We acknowledge our results and inferences apply to dACC and OC and may differ in the many other brain regions examined in numerous individual studies. For example, Nakahara et al [8] meta-analysed 134 studies in 14 brain regions with 6 different configurations of patient group including drug-free. While some themes emerge such as the overall reductions in glutamate and GABA in some comparisons in medial frontal cingulate regions there is significant heterogeneity in other comparisons.
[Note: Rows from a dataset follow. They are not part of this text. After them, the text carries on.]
//! Test the informational routes and the 404 fallback.

use crate::e2e_tests::helpers::*;

#[tokio::test]
async fn test_query_documentation() {
    let server = TestServer::offline().await;

    let (status, body) = server.get("/api/query").await;

    assert_eq!(status, 200);
    assert_eq!(body["method"], "POST");
    assert_eq!(body["endpoint"], "/api/query");
    assert_eq!(body["example"]["query"], "Show me the latest 10 blocks");
}

#[tokio::test]
async fn test_service_info() {
    let server = TestServer::offline().await;

    let (status, body) = server.get("/").await;

    assert_eq!(status, 200);
    assert_eq!(body["message"], "ChainQuery AI Backend API");
    assert_eq!(body["version"], "1.0.0");
    assert_eq!(body["endpoints"]["api"], "/api/query");
}

#[tokio::test]
async fn test_health() {
    let server = TestServer::offline().await;

    let (status, body) = server.get("/health").await;

    assert_eq!(status, 200);
    assert_eq!(body["status"], "healthy");
    assert_eq!(body["environment"], "development");
    assert!(body["uptime"].as_f64().is_some_and(|u| u >= 0.0));
}

#[tokio::test]
async fn test_legacy_status() {
    let server = TestServer::offline().await;

    let (status, body) = server.get("/api/v1/status").await;

    assert_eq!(status, 200);
    assert_eq!(body["version"], "v1");
    assert_eq!(body["status"], "active");
}

#[tokio::test]
async fn test_unknown_route() {
    let server = TestServer::offline().await;

    let (status, body) = server.get("/api/unknown?x=1").await;

    assert_eq!(status, 404);
    assert_eq!(body["error"], "Route not found");
    assert_eq!(body["path"], "/api/unknown?x=1");
    let endpoints = body["availableEndpoints"].as_array().cloned().unwrap_or_default();
    assert!(endpoints.iter().any(|e| e == "POST /api/query"));
}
In view of the limitations of static MRS measures, further understanding of synaptic pathology in schizophrenia using MRS will depend on the development of high resolution and dynamic paradigms such as drug or cognitively-evoked MRS responses [51] and dynamic glutamine-glutamate turnover using 13C-MRS. With new MRS methods in conjunction with MRI and MEG measures of connectivity, computational models of synaptic dysfunction in schizophrenia should become possible [52].

Limitations

This is a cross-sectional study and therefore we cannot conclude that differences between the Recent onset and Established cases arise from longitudinal change within cases. It is possible that there was an accumulation of cases with more persistent or severe illness, associated deficits in MRS metabolites and higher cytokine levels in the Established group. Although the overall clinical sample is large, the Recent and Established groups were designed to have half the number of controls (n = 30) as patients (n = 60) to increase the power of within-patient analyses but at the cost of power for control- patient comparisons. The multi-site design and will have introduced noise owing to differing clinical and healthy populations sampled and different MR field strengths compounded by the lack of calibrating phantoms or travelling heads. Furthermore, although MRS procedures and analyses were co-ordinated, they were not completely harmonised in order to take advantage of local expertise and manpower, as detailed in Supplementary MRS Methods. This may have contributed to site effects in metabolite quantification, not completely controlled for by statistical procedures explained in Supplementary Section 4. In common with most studies, we used GABA MEGAPRESS without macromolecular suppression to avoid inconsistencies arising from the uncertain effects of small field drifts on MM suppression besides the lack of definitive evidence that MM suppression improves GABA detection or change. MRS measures of glutamate and GABA content offer uncertain and limited information about the state of glutamate and GABA neurotransmission. Static MRS measures are the highly uncertain sum of signals from various intracellular pools of glutamate/GABA not all of which are visible to MRS [53]. Synaptic and extrasynaptic pools are thought respectively to be too small or dilute to contribute signal [54]. Interpretation of group differences requires correlated measures of origins and functional consequences.

Conclusions

In investigating the neurotoxic synaptic loss account of schizophrenia pathogenesis, we confirmed the prediction that MRS glutamate deficits in anterior cingulate cortex are greater in established than in recent-onset schizophrenia. The deficit appears to be the result of a process which is not apparent in early-stage illness, and did not appear to be mediated either by current or cumulative antipsychotic exposure. There was no evidence that dACC glutamate deficits were mediated by the greater IL-6 or CRP levels in the Established group nor by oxidative stress. Overall, there was little to suggest underpinning neurotoxicity, inflammation, or oxidative. There were no associations between dACC glutamate and symptoms to suggest a role in clinical pathogenesis. GABA content was reduced compared to controls across anterior cingulate and occipital cortex and across the full sample of patients with recent or established schizophrenia. Lower dACC GABA content was associated with greater positive and negative symptom severity, but did not correlate with markers of inflammation, degree of drug treatment or with glutamate. These in-vivo findings strengthen the evidence that reduced GABA levels are involved in the pathogenesis of the symptoms of schizophrenia.